(Extracted data entries)
* * * * * * * * *
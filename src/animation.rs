use crate::cell::{CellId, CellState};
use crate::grid::CellGrid;
use crate::render::Renderer;
use crate::search::TraversalEvent;
use std::time::Duration;

pub const STEP_DELAY: Duration = Duration::from_millis(100);
pub const BEFORE_PATH_DELAY: Duration = Duration::from_millis(500);
pub const PATH_STEP_DELAY: Duration = Duration::from_millis(200);
pub const START_ENDPOINT_DELAY: Duration = Duration::from_millis(300);
pub const END_ENDPOINT_DELAY: Duration = Duration::from_millis(100);

/// Pacing of the replay. Delays are waited before the frame they belong to is painted.
#[derive(Clone, Copy, Debug, PartialEq, Eq)]
pub struct AnimationTimings {
    /// Before each traversal step.
    pub step: Duration,
    /// Between the end of the traversal and the first path cell.
    pub before_path: Duration,
    /// Before each path cell.
    pub path_step: Duration,
    pub start_endpoint: Duration,
    pub end_endpoint: Duration,
}

impl Default for AnimationTimings {
    fn default() -> AnimationTimings {
        AnimationTimings {
            step: STEP_DELAY,
            before_path: BEFORE_PATH_DELAY,
            path_step: PATH_STEP_DELAY,
            start_endpoint: START_ENDPOINT_DELAY,
            end_endpoint: END_ENDPOINT_DELAY,
        }
    }
}

impl AnimationTimings {
    /// No waiting at all, for tests and headless runs.
    pub fn instant() -> AnimationTimings {
        AnimationTimings {
            step: Duration::ZERO,
            before_path: Duration::ZERO,
            path_step: Duration::ZERO,
            start_endpoint: Duration::ZERO,
            end_endpoint: Duration::ZERO,
        }
    }
}

#[derive(Clone, Copy, Debug, PartialEq, Eq)]
pub enum Frame {
    Pause(Duration),
    Paint {
        delay: Duration,
        cell: CellId,
        state: CellState,
    },
}

impl Frame {
    pub fn delay(&self) -> Duration {
        match *self {
            Frame::Pause(delay) | Frame::Paint { delay, .. } => delay,
        }
    }
}

/// Ordered frames replaying a traversal and, if the goal was found, its path.
#[derive(Clone, Debug, Default, PartialEq, Eq)]
pub struct Timeline {
    pub frames: Vec<Frame>,
}

impl Timeline {
    /// Traversal events on `start` or `goal` are skipped so the endpoints keep their
    /// marking while the search runs. The path is painted from the goal back to the start,
    /// after which both endpoints are marked again.
    pub fn build(
        events: &[TraversalEvent],
        path: Option<&[CellId]>,
        start: CellId,
        goal: CellId,
        timings: &AnimationTimings,
    ) -> Timeline {
        let mut frames = events
            .iter()
            .filter(|e| e.cell() != start && e.cell() != goal)
            .map(|e| Frame::Paint {
                delay: timings.step,
                cell: e.cell(),
                state: match e {
                    TraversalEvent::Backtracked { .. } => CellState::Backtracked,
                    _ => CellState::Frontier,
                },
            })
            .collect::<Vec<_>>();
        if let Some(path) = path {
            frames.push(Frame::Pause(timings.before_path));
            frames.extend(path.iter().rev().map(|&cell| Frame::Paint {
                delay: timings.path_step,
                cell,
                state: CellState::Path,
            }));
            frames.push(Frame::Paint {
                delay: timings.start_endpoint,
                cell: start,
                state: CellState::Endpoint,
            });
            frames.push(Frame::Paint {
                delay: timings.end_endpoint,
                cell: goal,
                state: CellState::Endpoint,
            });
        }
        Timeline { frames }
    }
    pub fn len(&self) -> usize {
        self.frames.len()
    }
    pub fn is_empty(&self) -> bool {
        self.frames.is_empty()
    }
    pub fn total_delay(&self) -> Duration {
        self.frames.iter().map(Frame::delay).sum()
    }
    /// Applies every frame to `grid` in order, letting `renderer` wait out each delay and
    /// draw each painted cell.
    pub fn play<R: Renderer + ?Sized>(&self, grid: &mut CellGrid, renderer: &mut R) {
        for frame in &self.frames {
            renderer.pause(frame.delay());
            if let Frame::Paint { cell, state, .. } = *frame {
                grid.paint(cell, state);
                if let Some(cell) = grid.cell(cell) {
                    renderer.paint(cell);
                }
            }
        }
    }
}

#[cfg(test)]
mod tests {
    use super::*;

    fn ids(frames: &[Frame]) -> Vec<(usize, CellState)> {
        frames
            .iter()
            .filter_map(|f| match *f {
                Frame::Paint { cell, state, .. } => Some((cell.0, state)),
                Frame::Pause(_) => None,
            })
            .collect()
    }

    #[test]
    fn successful_run_paints_path_and_endpoints() {
        let events = [2, 4, 3, 5]
            .map(|c| TraversalEvent::Discovered {
                cell: CellId(c),
                level: 1,
            })
            .to_vec();
        let path = [1, 2, 5].map(CellId);
        let timings = AnimationTimings::default();
        let timeline = Timeline::build(&events, Some(&path[..]), CellId(1), CellId(5), &timings);
        assert_eq!(
            ids(&timeline.frames),
            vec![
                (2, CellState::Frontier),
                (4, CellState::Frontier),
                (3, CellState::Frontier),
                (5, CellState::Path),
                (2, CellState::Path),
                (1, CellState::Path),
                (1, CellState::Endpoint),
                (5, CellState::Endpoint),
            ]
        );
        // 3 steps, the pause, 3 path cells and both endpoints.
        assert_eq!(timeline.total_delay(), Duration::from_millis(300 + 500 + 600 + 300 + 100));
    }

    #[test]
    fn unreachable_run_has_no_path_frames() {
        let events = vec![
            TraversalEvent::Visited {
                cell: CellId(1),
                depth: 0,
            },
            TraversalEvent::Visited {
                cell: CellId(2),
                depth: 1,
            },
            TraversalEvent::Backtracked { cell: CellId(2) },
            TraversalEvent::Backtracked { cell: CellId(1) },
        ];
        let timeline = Timeline::build(
            &events,
            None,
            CellId(1),
            CellId(9),
            &AnimationTimings::instant(),
        );
        assert_eq!(
            ids(&timeline.frames),
            vec![(2, CellState::Frontier), (2, CellState::Backtracked)]
        );
        assert_eq!(timeline.total_delay(), Duration::ZERO);
    }
}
* * * * * * * * *
WORK TO COMPLETE: Say, as a single number, how many lines of the records hold the word "AnimationTimings".

YOUR SOLUTION: 10